Growing a flourishing garden comes with many benefits and rewards, but not everyone has a yard to make this a reality. There are many different ways to get around this, however, and window gardens are an easy, creative alternative to the average student’s lack of property.

Garden prerequisites

The essential prerequisite to growing any successful garden requires thoughtful preparation. Educating yourself about your garden’s function, the plants’ needs and its ideal environment is the minimum amount of preparation you should have before beginning your garden.

Plan ahead by getting to know your plants’ specific needs, including sunlight, water, soil chemistry, maintenance and harvesting, as well as the amount of space needed for plant maturation and what type of planters would best accommodate them.

Garden roster

Cooking herbs are generally the easiest and most useful types of plants to grow on your windowsill. If you’re a beginner, try planting an herb such as basil. Other common and easy plants to grow include chives, rosemary, lavender, oregano, dill, mint and thyme.

Methodology

While anyone can begin their window garden with seeds, depending on how much time you have to invest in preparation and cultivation, you might consider purchasing seedlings and then transferring them to a new home container. More experienced botanists can also begin their new garden through propagation.

Choosing your planter

Preparing your window garden requires deciding what type of planter you’re going to use. Mason jars will work, but they don’t provide any drainage if you accidentally over-water. This can be avoided by placing a layer of small rocks or marbles on the bottom of the jar before adding soil in step two. The jar’s rock layer should fill about one-fourth of the container.
To keep it simple, use a ceramic planter with a bottom tray that can collect and absorb excess water.

Step one

Once you have an ideal window location for a window garden, prepare your seedling’s transition from its original container by filling the planter about one-half to three-fourths full of fresh, fertilized soil. If the soil feels too dry to begin with, try applying a small amount of water over the base layer.

Step Two

Gently remove the seedling from the plastic container by pinching the container bottom, which loosens the compact bottom and allows the seedling root to gently detach from the original container.

Lift the seedling from the container by handling the soil block or top leaf, not the seedling stem itself. Grabbing the seedling’s bottom stem could break the stem from the roots or uproot the entire plant itself.

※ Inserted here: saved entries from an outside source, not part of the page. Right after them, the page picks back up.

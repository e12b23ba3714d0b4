use serde::{Deserialize, Serialize};
use std::collections::BTreeMap;
use std::sync::Arc;

use thiserror::Error;
use tracing::debug;

use crate::keywords::KeywordTable;
use crate::schema::{ImpactBasis, StockImpact};
use crate::stage::ExtractionOutcome;
use ingest::NewsError;

/// Confidence ranges for indirect impacts. Direct mentions are always 1.0.
#[derive(Debug, Clone, Serialize, Deserialize)]
#[serde(default)]
pub struct ImpactConfig {
    pub sector_min: f32,
    pub sector_max: f32,
    /// Added per sector keyword hit beyond the first
    pub sector_step: f32,
    pub regulator_min: f32,
    pub regulator_max: f32,
}

impl Default for ImpactConfig {
    fn default() -> Self {
        Self {
            sector_min: 0.6,
            sector_max: 0.8,
            sector_step: 0.05,
            regulator_min: 0.3,
            regulator_max: 0.7,
        }
    }
}

impl ImpactConfig {
    pub fn sector_confidence(&self, hits: usize) -> f32 {
        let extra = hits.saturating_sub(1) as f32;
        (self.sector_min + self.sector_step * extra).min(self.sector_max)
    }

    pub fn regulator_confidence(&self, regulator_hits: usize, total_hits: usize) -> f32 {
        let share = if total_hits == 0 {
            1.0
        } else {
            (regulator_hits as f32 / total_hits as f32).min(1.0)
        };
        (self.regulator_min + (self.regulator_max - self.regulator_min) * share)
            .clamp(self.regulator_min, self.regulator_max)
    }
}

/// The keyword table could not map every entity; `partial` holds what did map.
#[derive(Debug, Clone, Error)]
#[error("{message}")]
pub struct MappingError {
    pub message: String,
    pub partial: Vec<StockImpact>,
}

impl From<MappingError> for NewsError {
    fn from(err: MappingError) -> Self {
        NewsError::Mapping(err.message)
    }
}

#[derive(Clone)]
pub struct StockImpactStage {
    table: Arc<KeywordTable>,
    config: ImpactConfig,
}

impl StockImpactStage {
    pub fn new(table: Arc<KeywordTable>, config: ImpactConfig) -> Self {
        Self { table, config }
    }

    pub fn map(&self, outcome: &ExtractionOutcome) -> Result<Vec<StockImpact>, MappingError> {
        let entities = &outcome.entities;
        let mut best: BTreeMap<String, StockImpact> = BTreeMap::new();
        let mut problems: Vec<String> = Vec::new();

        for name in &entities.companies {
            let Some(company) = self.table.company(name) else {
                continue;
            };
            if self.table.sector(&company.sector).is_none() {
                problems.push(format!(
                    "company '{}' maps to unknown sector '{}'",
                    company.name, company.sector
                ));
            }
            offer(&mut best, StockImpact {
                symbol: company.symbol.clone(),
                confidence: 1.0,
                basis: ImpactBasis::Direct,
                reason: format!("{} is mentioned directly", company.name),
            });
        }

        for sector in &entities.sectors {
            let symbols = self.table.symbols_in_sector(sector);
            if symbols.is_empty() {
                problems.push(format!("sector '{}' has no symbols", sector));
                continue;
            }
            let hits = outcome.sector_hits.get(sector).copied().unwrap_or(1);
            let confidence = self.config.sector_confidence(hits);
            for symbol in symbols {
                offer(&mut best, StockImpact {
                    symbol: symbol.to_string(),
                    confidence,
                    basis: ImpactBasis::Sector,
                    reason: format!("{} sector news ({} keyword hits)", sector, hits),
                });
            }
        }

        for name in &entities.regulators {
            let Some(regulator) = self.table.regulator(name) else {
                continue;
            };
            let hits = outcome.regulator_hits.get(&regulator.name).copied().unwrap_or(1);
            let confidence = self.config.regulator_confidence(hits, outcome.total_hits.max(hits));
            for sector in &regulator.sectors {
                if self.table.sector(sector).is_none() {
                    problems.push(format!(
                        "regulator '{}' oversees unknown sector '{}'",
                        regulator.name, sector
                    ));
                    continue;
                }
                for symbol in self.table.symbols_in_sector(sector) {
                    offer(&mut best, StockImpact {
                        symbol: symbol.to_string(),
                        confidence,
                        basis: ImpactBasis::Regulator,
                        reason: format!("{} action affects the {} sector", regulator.name, sector),
                    });
                }
            }
        }

        let mut impacts: Vec<StockImpact> = best.into_values().collect();
        impacts.sort_by(|a, b| {
            b.confidence
                .total_cmp(&a.confidence)
                .then_with(|| a.symbol.cmp(&b.symbol))
        });

        debug!(impacts = impacts.len(), problems = problems.len(), "stock impacts mapped");

        if problems.is_empty() {
            Ok(impacts)
        } else {
            Err(MappingError {
                message: problems.join("; "),
                partial: impacts,
            })
        }
    }
}

/// Keep the strongest claim on a symbol: basis precedence first, then confidence.
fn offer(best: &mut BTreeMap<String, StockImpact>, impact: StockImpact) {
    match best.get(&impact.symbol) {
        Some(current)
            if (current.basis.precedence(), current.confidence)
                >= (impact.basis.precedence(), impact.confidence) => {}
        _ => {
            best.insert(impact.symbol.clone(), impact);
        }
    }
}

#[cfg(test)]
mod tests {
    use super::*;
    use crate::keywords::CompanyEntry;
    use crate::schema::{EntityKind, EntitySet};

    fn stage() -> StockImpactStage {
        StockImpactStage::new(Arc::new(KeywordTable::default()), ImpactConfig::default())
    }

    fn outcome(entities: &[(EntityKind, &str)]) -> ExtractionOutcome {
        let mut set = EntitySet::default();
        for (kind, value) in entities {
            set.insert(*kind, value);
        }
        ExtractionOutcome {
            entities: set,
            ..ExtractionOutcome::default()
        }
    }

    fn find<'a>(impacts: &'a [StockImpact], symbol: &str) -> &'a StockImpact {
        impacts.iter().find(|i| i.symbol == symbol).unwrap()
    }

    #[test]
    fn test_sector_confidence_range() {
        let config = ImpactConfig::default();
        assert!((config.sector_confidence(1) - 0.6).abs() < 1e-6);
        assert!((config.sector_confidence(3) - 0.7).abs() < 1e-6);
        assert!((config.sector_confidence(40) - 0.8).abs() < 1e-6);
    }

    #[test]
    fn test_regulator_confidence_range() {
        let config = ImpactConfig::default();
        assert!((config.regulator_confidence(3, 4) - 0.6).abs() < 1e-6);
        assert!((config.regulator_confidence(1, 1) - 0.7).abs() < 1e-6);
        assert!((config.regulator_confidence(1, 100) - 0.304).abs() < 1e-6);
    }

    #[test]
    fn test_direct_wins_over_sector() {
        let mut input = outcome(&[(EntityKind::Company, "HDFC Bank"), (EntityKind::Sector, "Banking")]);
        input.sector_hits.insert("Banking".to_string(), 2);
        input.total_hits = 3;

        let impacts = stage().map(&input).unwrap();
        let hdfc = find(&impacts, "HDFCBANK");
        assert_eq!(hdfc.basis, ImpactBasis::Direct);
        assert_eq!(hdfc.confidence, 1.0);

        let icici = find(&impacts, "ICICIBANK");
        assert_eq!(icici.basis, ImpactBasis::Sector);
        assert!((icici.confidence - 0.65).abs() < 1e-6);

        assert_eq!(impacts.len(), 8);
        assert_eq!(impacts[0].symbol, "HDFCBANK");
        assert_eq!(impacts.iter().filter(|i| i.symbol == "HDFCBANK").count(), 1);
    }

    #[test]
    fn test_regulator_impacts_banking() {
        let mut input = outcome(&[(EntityKind::Regulator, "RBI"), (EntityKind::Event, "rate hike")]);
        input.regulator_hits.insert("RBI".to_string(), 3);
        input.total_hits = 4;

        let impacts = stage().map(&input).unwrap();
        assert_eq!(impacts.len(), 8);
        for impact in &impacts {
            assert_eq!(impact.basis, ImpactBasis::Regulator);
            assert!(impact.confidence >= 0.3 && impact.confidence <= 0.7);
        }
        assert!((find(&impacts, "SBIN").confidence - 0.6).abs() < 1e-6);
        // Equal confidences fall back to symbol order
        let symbols: Vec<&str> = impacts.iter().map(|i| i.symbol.as_str()).collect();
        let mut sorted = symbols.clone();
        sorted.sort();
        assert_eq!(symbols, sorted);
    }

    #[test]
    fn test_sector_beats_regulator() {
        let mut input = outcome(&[(EntityKind::Regulator, "FED"), (EntityKind::Sector, "IT")]);
        input.regulator_hits.insert("FED".to_string(), 1);
        input.total_hits = 1;

        let impacts = stage().map(&input).unwrap();
        let infy = find(&impacts, "INFY");
        assert_eq!(infy.basis, ImpactBasis::Sector);
        assert!((infy.confidence - 0.6).abs() < 1e-6);
    }

    #[test]
    fn test_unknown_company_has_no_impact() {
        let impacts = stage().map(&outcome(&[(EntityKind::Company, "Moody's")])).unwrap();
        assert!(impacts.is_empty());
    }

    #[test]
    fn test_inconsistent_table_keeps_partial_impacts() {
        let mut table = KeywordTable::default();
        table.companies.push(CompanyEntry {
            name: "Bharti Airtel".to_string(),
            symbol: "BHARTIARTL".to_string(),
            sector: "Telecom".to_string(),
            aliases: Vec::new(),
        });
        let stage = StockImpactStage::new(Arc::new(table), ImpactConfig::default());

        let err = stage
            .map(&outcome(&[(EntityKind::Company, "Bharti Airtel"), (EntityKind::Company, "Infosys")]))
            .unwrap_err();
        assert!(err.message.contains("Telecom"));
        assert_eq!(err.partial.len(), 2);

        let news_error: NewsError = err.into();
        assert_eq!(news_error.kind(), "mapping");
    }

    #[test]
    fn test_sector_without_symbols() {
        let err = stage().map(&outcome(&[(EntityKind::Sector, "Telecom")])).unwrap_err();
        assert!(err.partial.is_empty());
        assert!(err.message.contains("no symbols"));
    }
}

If the leaf breaks from the stem, the leaf can grow back. If the stem breaks, the plant dies.

Step Three

Keep the seedling upright as you place the plant into the middle of the planter. Once in place, gently loosen the outer soil the seedling came with in order to mix the original soil with the new soil you’re about to add around it. Fill up the rest of the container surrounding the seedling while gently integrating the original soil. Make sure the soil is not too compact and level with the original soil height of the seedling.

Step Four

For the first watering in the seedling’s new home, be sure to water just a little bit more than you normally would. The amount of water needed varies depending on your plant, but indoor herb gardens need to be watered often throughout the day.

Step Five

Once your herb begins to grow, make sure to give it lots of love by pruning and harvesting when needed.

Be sure to keep your plants’ environment healthy and comfortable by avoiding too much heat, cold, toxins, or pest exposure—cats and small children included!